Aber sonst...  Ich denke schon länger darüber nach und es scheitert immer am Geld. Alternativ könnte man ja auch eine Vertretung für irgendwas in seinem Bereich machen ...   Da ist nur das Problem,woher weiss man,das jemand gesucht wird. Also Arbeit für uns gibt es wohl genügend,man muss nur eben Verbindungen haben und Info's.

Oder wie seht Ihr das ????


----------



## RMA (18 Januar 2005)

> Alle Arbeiten im Handwerk egal welcher Art ( Elektrobereich ) nur mit Meisterbrief, schließt jede selbstständige Tätigkeit ein. Z.B. Leuchte verkaufen ja, montieren NEIN.



Gilt aber nicht für Ausländer. Wenn man eine ähnliche Tätigkeit im EU Ausland geführt hat (oder dürfte), darf man es auch in Deutschland - auch ohne Meisterbrief.


----------



## Lazarus™ (18 Januar 2005)

*Das meinte ich ja...*

Hi RMA,

genau das meinte ich ja und ich finde sowas unsinnig. EU hin, EU her...
Aber es sollte dann auch überall das gleiche gelten...
Ich kann also durchaus einen "Scheinbetrieb" in z.B. Frankreich eröffnen und dann hier richtig Gas geben, ohne Meisterbrief, der meiner Meinung nach eh nur ein schlechter Scherz ist...

Aber ich denke wir können diese Ungerechtigkeit nicht abändern...  Oder doch ???


----------



## RMA (18 Januar 2005)

*Re: Das meinte ich ja...*



			
				Lazarus™ schrieb:
			
		

> Hi RMA,
> 
> genau das meinte ich ja und ich finde sowas unsinnig. EU hin, EU her...
> Aber es sollte dann auch überall das gleiche gelten...
> ...



Gerade deswegen gibt es immer mehr Leute die versuchen die Probleme zu umgehen indem sie eine Englische "Ltd." Firma gründen. Klingt Prima nicht wahr, alle Vorteile einer GmbH mit nur 1 GB Pfund Stammkapital nötig - kriegt man von der Stange gekauft für 200€ - 300€ in ein Paar Wochen. Was viele aber nicht wissen ist, dass auch wenn man in Deutschland arbeitet mit seiner "Englischen" Firma, es gilt immer noch Englisches Recht - und nach Englischem Recht haftet der oder die "Director" der Firma (in solchen Fällen meist = Inhaber) mit seinem vollem Privatvermögen, sollte die Firma Pleite machen.


----------



## plc_tippser (18 Januar 2005)

Hallo RMA,

bist du mit der LTD dir sicher? Wofür hast du dann eine Limited mit Stammkapital? Dann hat das ja nichts mehr mit GmbH zu tun. Ich habe keine Ahnung von der LTD, aber habe es am Rande halt mitbekommen, dass es so etwas nun gibt. Hast Du bezüglich der Haftung entsprechende Erfahrungen gesammelt?

pt


----------



## RMA (18 Januar 2005)

Als ich zuerst in Deutschland zu arbeiten anfing, habe ich ein Ltd. gehabt weil es einige steuerliche Vorteil gab zu der Zeit wo ich noch in England gemeldet war.

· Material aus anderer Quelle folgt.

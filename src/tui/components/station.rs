//! # Station Screen Component
//!
//! The one implementation of the "selected-id switches rendered subtree"
//! pattern at station level: a header, a tab strip across the station's
//! modules, and exactly one mounted module rendering below. All four
//! stations are instances of this component, driven by their catalog
//! descriptor — there is no per-station view code.
//!
//! Module instances are constructed fresh when the station is entered and
//! dropped when it is left (reset-on-remount). Within one visit, switching
//! tabs keeps sibling module state alive.
//!
//! Follows the persistent state + transient wrapper pattern:
//! - `StationState` lives in `TuiState`
//! - `StationScreen` is created each frame with borrowed state

use ratatui::Frame;
use ratatui::layout::{Constraint, Layout, Rect};
use ratatui::style::{Color, Modifier, Style};
use ratatui::text::{Line, Span};
use ratatui::widgets::{Paragraph, Tabs};

use crate::core::catalog::{self, ModuleDescriptor, StationDescriptor, StationId};
use crate::core::config::ResolvedConfig;
use crate::tui::component::Module;
use crate::tui::event::TuiEvent;
use crate::tui::modules;
use crate::tui::ui::accent_color;

/// Persistent state for an entered station: its descriptor, one live
/// instance per module, and the active tab index.
pub struct StationState {
    pub descriptor: &'static StationDescriptor,
    modules: Vec<Box<dyn Module>>,
    pub active: usize,
}

impl StationState {
    /// Enter a station: construct fresh module instances from the catalog.
    pub fn new(id: StationId, config: &ResolvedConfig) -> Self {
        let descriptor = catalog::station(id);
        let modules = descriptor
            .modules
            .iter()
            .map(|m| modules::build(m.id, config))
            .collect();
        Self {
            descriptor,
            modules,
            active: 0,
        }
    }

    /// Descriptor of the currently mounted module.
    pub fn active_module(&self) -> &'static ModuleDescriptor {
        &self.descriptor.modules[self.active]
    }

    /// Handle a key event. Tab switching stays here; everything else goes
    /// to the single active module.
    pub fn handle_event(&mut self, event: &TuiEvent) -> Option<StationEvent> {
        let count = self.modules.len();
        match event {
            TuiEvent::Escape => Some(StationEvent::BackToMenu),
            TuiEvent::NextTab => {
                self.active = (self.active + 1) % count;
                None
            }
            TuiEvent::PrevTab => {
                self.active = (self.active + count - 1) % count;
                None
            }
            _ => {
                self.modules[self.active].handle_event(event);
                None
            }
        }
    }
}

/// Events emitted by a station screen.
#[derive(Debug, Clone, Copy, PartialEq, Eq)]
pub enum StationEvent {
    BackToMenu,
}

/// Transient render wrapper for a station.
pub struct StationScreen<'a> {
    state: &'a mut StationState,
}

impl<'a> StationScreen<'a> {
    pub fn new(state: &'a mut StationState) -> Self {
        Self { state }
    }

    pub fn render(&mut self, frame: &mut Frame, area: Rect) {
        let [header_area, tabs_area, body_area] = Layout::vertical([
            Constraint::Length(3),
            Constraint::Length(1),
            Constraint::Min(0),
        ])
        .areas(area);

        let descriptor = self.state.descriptor;
        let accent = accent_color(descriptor.accent);

        let header = Paragraph::new(vec![
            Line::from(vec![
                Span::styled(
                    format!("{} {}. {}  ", descriptor.icon, descriptor.number, descriptor.title),
                    Style::default().fg(accent).add_modifier(Modifier::BOLD),
                ),
                Span::styled(descriptor.subtitle, Style::default().fg(Color::Gray)),
            ]),
            Line::from(Span::styled(
                descriptor.description,
                Style::default().fg(Color::DarkGray),
            )),
            Line::from(Span::styled(
                self.state.active_module().hint,
                Style::default().fg(Color::DarkGray),
            )),
        ]);
        frame.render_widget(header, header_area);

        let titles: Vec<Line> = descriptor
            .modules
            .iter()
            .map(|m| Line::from(m.title))
            .collect();
        let tabs = Tabs::new(titles)
            .select(self.state.active)
            .style(Style::default().fg(Color::DarkGray))
            .highlight_style(
                Style::default()
                    .fg(accent)
                    .add_modifier(Modifier::BOLD | Modifier::REVERSED),
            );
        frame.render_widget(tabs, tabs_area);

        // Exactly one module is mounted and rendered
        self.state.modules[self.state.active].render(frame, body_area);
    }
}
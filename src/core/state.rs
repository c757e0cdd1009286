//! # Application State
//!
//! Core navigation state for Finwell. This module contains domain logic only -
//! no TUI-specific types. Presentation state lives in the `tui` module.
//!
//! ```text
//! App
//! ├── screen: Screen            // which view is active (menu or a station)
//! ├── status_message: String    // status bar text
//! └── config: ResolvedConfig    // resolved settings (read-only after start)
//! ```
//!
//! State changes only happen through `update(state, action)` in action.rs.
//! This keeps things predictable, so no surprise mutations.

use crate::core::catalog::StationId;
use crate::core::config::ResolvedConfig;

/// The single piece of top-level navigation state. Exactly one view is
/// active at any time; transitions only go menu→station or station→menu.
#[derive(Clone, Copy, Debug, PartialEq, Eq)]
pub enum Screen {
    Menu,
    Station(StationId),
}

pub struct App {
    pub screen: Screen,
    pub status_message: String,
    pub config: ResolvedConfig,
}

impl App {
    pub fn new(config: ResolvedConfig) -> Self {
        Self {
            screen: Screen::Menu,
            status_message: String::from("Welcome to Finwell!"),
            config,
        }
    }

    /// Build the initial App, honoring a configured start station.
    pub fn from_config(config: ResolvedConfig) -> Self {
        let mut app = Self::new(config);
        if let Some(id) = app.config.start_station {
            app.screen = Screen::Station(id);
            app.status_message = crate::core::catalog::station(id).title.to_string();
        }
        app
    }
}

#[cfg(test)]
mod tests {
    use super::*;
    use crate::core::config::ResolvedConfig;

    #[test]
    fn test_app_new_starts_at_menu() {
        let app = App::new(ResolvedConfig::default());
        assert_eq!(app.screen, Screen::Menu);
        assert_eq!(app.status_message, "Welcome to Finwell!");
    }

    #[test]
    fn test_from_config_honors_start_station() {
        let config = ResolvedConfig {
            start_station: Some(StationId::Protection),
            ..ResolvedConfig::default()
        };
        let app = App::from_config(config);
        assert_eq!(app.screen, Screen::Station(StationId::Protection));
        assert_eq!(app.status_message, "Protection");
    }
}
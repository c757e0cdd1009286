//! Fixed-rate loan cost: monthly payment and the full amortization schedule.

#[derive(Clone, Copy, Debug)]
pub struct AmortizationRow {
    pub month: u32,
    pub interest: f64,
    pub principal: f64,
    pub balance: f64,
}

#[derive(Clone, Debug)]
pub struct LoanSummary {
    pub monthly_payment: f64,
    pub total_paid: f64,
    pub total_interest: f64,
    pub schedule: Vec<AmortizationRow>,
}

/// Standard annuity payment. Zero-rate loans divide the principal evenly.
pub fn monthly_payment(principal: f64, annual_rate_pct: f64, years: u32) -> f64 {
    let n = (years * 12) as f64;
    if n == 0.0 {
        return principal;
    }
    let r = annual_rate_pct / 100.0 / 12.0;
    if r == 0.0 {
        return principal / n;
    }
    let factor = (1.0 + r).powf(n);
    principal * r * factor / (factor - 1.0)
}

/// Full amortization of a fixed-rate loan. The final payment is adjusted so
/// the balance lands exactly on zero.
pub fn amortize(principal: f64, annual_rate_pct: f64, years: u32) -> LoanSummary {
    let payment = monthly_payment(principal, annual_rate_pct, years);
    let r = annual_rate_pct / 100.0 / 12.0;
    let months = years * 12;

    let mut schedule = Vec::with_capacity(months as usize);
    let mut balance = principal;
    let mut total_interest = 0.0;

    for month in 1..=months {
        let interest = balance * r;
        let principal_part = (payment - interest).min(balance);
        balance -= principal_part;
        total_interest += interest;
        schedule.push(AmortizationRow {
            month,
            interest,
            principal: principal_part,
            balance,
        });
        if balance <= 0.0 {
            break;
        }
    }

    LoanSummary {
        monthly_payment: payment,
        total_paid: principal + total_interest,
        total_interest,
        schedule,
    }
}

#[cfg(test)]
mod tests {
    use super::*;

    #[test]
    fn test_monthly_payment_known_value() {
        // 200k over 30 years at 6%: the textbook 1199.10
        let p = monthly_payment(200_000.0, 6.0, 30);
        assert!((p - 1199.10).abs() < 0.01, "got {p}");
    }

    #[test]
    fn test_zero_rate_divides_evenly() {
        let p = monthly_payment(12_000.0, 0.0, 1);
        assert!((p - 1000.0).abs() < 1e-9);
    }

    #[test]
    fn test_amortization_ends_at_zero() {
        let summary = amortize(50_000.0, 4.5, 10);
        let last = summary.schedule.last().unwrap();
        assert!(last.balance.abs() < 0.01, "residual {}", last.balance);
        assert_eq!(summary.schedule.len(), 120);
    }

    #[test]
    fn test_interest_share_shrinks_over_time() {
        let summary = amortize(100_000.0, 5.0, 15);
        let first = &summary.schedule[0];
        let last = summary.schedule.last().unwrap();
        assert!(first.interest > last.interest);
        assert!(first.principal < last.principal);
    }

    #[test]
    fn test_total_paid_exceeds_principal_with_interest() {
        let summary = amortize(10_000.0, 8.0, 5);
        assert!(summary.total_interest > 0.0);
        assert!((summary.total_paid - 10_000.0 - summary.total_interest).abs() < 1e-6);
    }
}
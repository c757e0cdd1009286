//! # TUI Adapter
//!
//! The ratatui-specific layer. Handles terminal I/O, renders the UI,
//! and translates keyboard events into core::Action values.
//!
//! This is the only module that knows about ratatui and crossterm.
//! The intention is to swap this out for a different adapter (web, etc.)
//! in the future if needed.
//!
//! ## Redraw Strategy
//!
//! The event loop uses conditional redraw to avoid unnecessary work:
//!
//! - **Animating** (menu with its selection pulse): draws every ~80ms.
//! - **Idle** (inside a station): sleeps up to 500ms, only redraws on
//!   events or terminal resize. Animation math is also skipped.
//!
//! Every state transition happens synchronously inside the event drain;
//! there are no background tasks and nothing to cancel.

pub mod component;
pub mod components;
pub mod event;
pub mod modules;
pub mod ui;

use log::info;
use std::io::stdout;

use crossterm::cursor::{Hide, Show};
use crossterm::execute;

use crate::core::action::{Action, Effect, update};
use crate::core::config::ResolvedConfig;
use crate::core::state::{App, Screen};
use crate::tui::components::{MainMenuState, MenuEvent, StationEvent, StationState};
use crate::tui::event::{TuiEvent, poll_event_immediate, poll_event_timeout};

/// TUI-specific presentation state (not part of core navigation logic)
pub struct TuiState {
    /// Menu selection cursor (persists across station visits).
    pub menu: MainMenuState,
    /// Live station instance. `Some` exactly while a station screen is
    /// active; dropped on leave so modules remount fresh.
    pub station: Option<StationState>,
    /// Animation state for the menu's selection pulse.
    pub pulse_value: f32,
}

impl TuiState {
    pub fn new(app: &App) -> Self {
        let station = match app.screen {
            Screen::Station(id) => Some(StationState::new(id, &app.config)),
            Screen::Menu => None,
        };
        Self {
            menu: MainMenuState::new(),
            station,
            pulse_value: 0.0,
        }
    }
}

/// Route one event to the active screen, keeping `tui.station` in lock-step
/// with `app.screen`: entering a station constructs fresh module instances,
/// leaving drops them. Returns the effect the caller should honor.
pub fn dispatch(app: &mut App, tui: &mut TuiState, event: &TuiEvent) -> Effect {
    // Resize just needs a redraw, which the loop already flags
    if matches!(event, TuiEvent::Resize) {
        return Effect::None;
    }

    // ForceQuit (Ctrl+C) always quits regardless of screen
    if matches!(event, TuiEvent::ForceQuit) {
        return update(app, Action::Quit);
    }

    match app.screen {
        Screen::Menu => match tui.menu.handle_event(event) {
            Some(MenuEvent::Select(id)) => {
                let effect = update(app, Action::EnterStation(id));
                // Fresh module instances on every entry
                tui.station = Some(StationState::new(id, &app.config));
                effect
            }
            Some(MenuEvent::Quit) => update(app, Action::Quit),
            None => Effect::None,
        },
        Screen::Station(_) => {
            if let Some(ref mut station) = tui.station
                && let Some(StationEvent::BackToMenu) = station.handle_event(event)
            {
                let effect = update(app, Action::LeaveStation);
                // Dropping the station discards all module state
                tui.station = None;
                return effect;
            }
            Effect::None
        }
    }
}

struct TerminalModeGuard;

impl TerminalModeGuard {
    fn new() -> std::io::Result<Self> {
        // No text cursor anywhere in the UI: selection highlights carry focus
        execute!(stdout(), Hide)?;
        info!("Terminal modes enabled (cursor hidden)");
        Ok(Self)
    }
}

impl Drop for TerminalModeGuard {
    fn drop(&mut self) {
        let _ = execute!(stdout(), Show);
    }
}

pub fn run(config: ResolvedConfig) -> std::io::Result<()> {
    let mut app = App::from_config(config);
    let mut tui = TuiState::new(&app);

    let mut terminal = ratatui::init();
    let _terminal_mode_guard = TerminalModeGuard::new()?;

    // Animation timer
    let start_time = std::time::Instant::now();
    let mut needs_redraw = true; // Force first frame

    loop {
        // The menu pulses its selected card; stations are static between events
        let animating = app.screen == Screen::Menu;
        if animating {
            needs_redraw = true;
        }

        // Only draw when something changed
        if needs_redraw {
            let elapsed = start_time.elapsed().as_secs_f32();
            tui.pulse_value = (elapsed * 5.0).sin() * 0.5 + 0.5;
            terminal.draw(|f| ui::draw_ui(f, &app, &mut tui))?;
            needs_redraw = false;
        }

        // Dynamic poll timeout: short when animating (~12fps), long when idle
        let timeout = if animating {
            std::time::Duration::from_millis(80)
        } else {
            std::time::Duration::from_millis(500)
        };
        let first_event = poll_event_timeout(timeout);

        // Process first event + drain ALL pending events before next draw
        let mut should_quit = false;
        if first_event.is_some() {
            needs_redraw = true;
        }
        for event in first_event
            .into_iter()
            .chain(std::iter::from_fn(poll_event_immediate))
        {
            if dispatch(&mut app, &mut tui, &event) == Effect::Quit {
                should_quit = true;
            }
        }

        if should_quit {
            break;
        }
    }

    ratatui::restore();
    Ok(())
}

#[cfg(test)]
mod tests {
    use super::*;
    use crate::core::catalog::StationId;

    #[test]
    fn test_tui_state_menu_has_no_station() {
        let app = App::new(ResolvedConfig::default());
        let tui = TuiState::new(&app);
        assert!(tui.station.is_none());
    }

    #[test]
    fn test_tui_state_start_station_is_mounted() {
        let config = ResolvedConfig {
            start_station: Some(StationId::Investment),
            ..ResolvedConfig::default()
        };
        let app = App::from_config(config);
        let tui = TuiState::new(&app);
        let station = tui.station.expect("station should be mounted");
        assert_eq!(station.descriptor.id, StationId::Investment);
    }

    #[test]
    fn test_dispatch_force_quit_from_anywhere() {
        let mut app = App::new(ResolvedConfig::default());
        let mut tui = TuiState::new(&app);
        assert_eq!(
            dispatch(&mut app, &mut tui, &TuiEvent::ForceQuit),
            Effect::Quit
        );
    }

    #[test]
    fn test_dispatch_keeps_station_in_lock_step() {
        let mut app = App::new(ResolvedConfig::default());
        let mut tui = TuiState::new(&app);

        dispatch(&mut app, &mut tui, &TuiEvent::Submit); // select Education
        assert_eq!(app.screen, Screen::Station(StationId::Education));
        assert!(tui.station.is_some());

        dispatch(&mut app, &mut tui, &TuiEvent::Escape); // back to menu
        assert_eq!(app.screen, Screen::Menu);
        assert!(tui.station.is_none());
    }
}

Ich erinnere mich nicht mehr an die Details - es ist immerhin fast 20 Jahre her!  

Zuerst - ich bin kein Anwalt und dies ist keine Beratung - grundsätzlich ist ein Ltd. durchaus vergleichbar mit einer GmbH abgesehen davon, dass man nur 1£ Kapital braucht und keine 25.000€. Das man als "Director" persönlich haftbar gemacht werden kann stimmt aber so weit ich kenne nur unter zwei Umständen:

1) Man hat als Director eine persönlich Garantie gegeben (zum Beispiel für ein Darlehn). In England (und wahrscheinlich auch in Deutschland - denn die Banken hier wissen worum es geht) kriegt eine "Private Limited Company" kein Pfennig von der Bank, ohne dass die Directors persönlich haften.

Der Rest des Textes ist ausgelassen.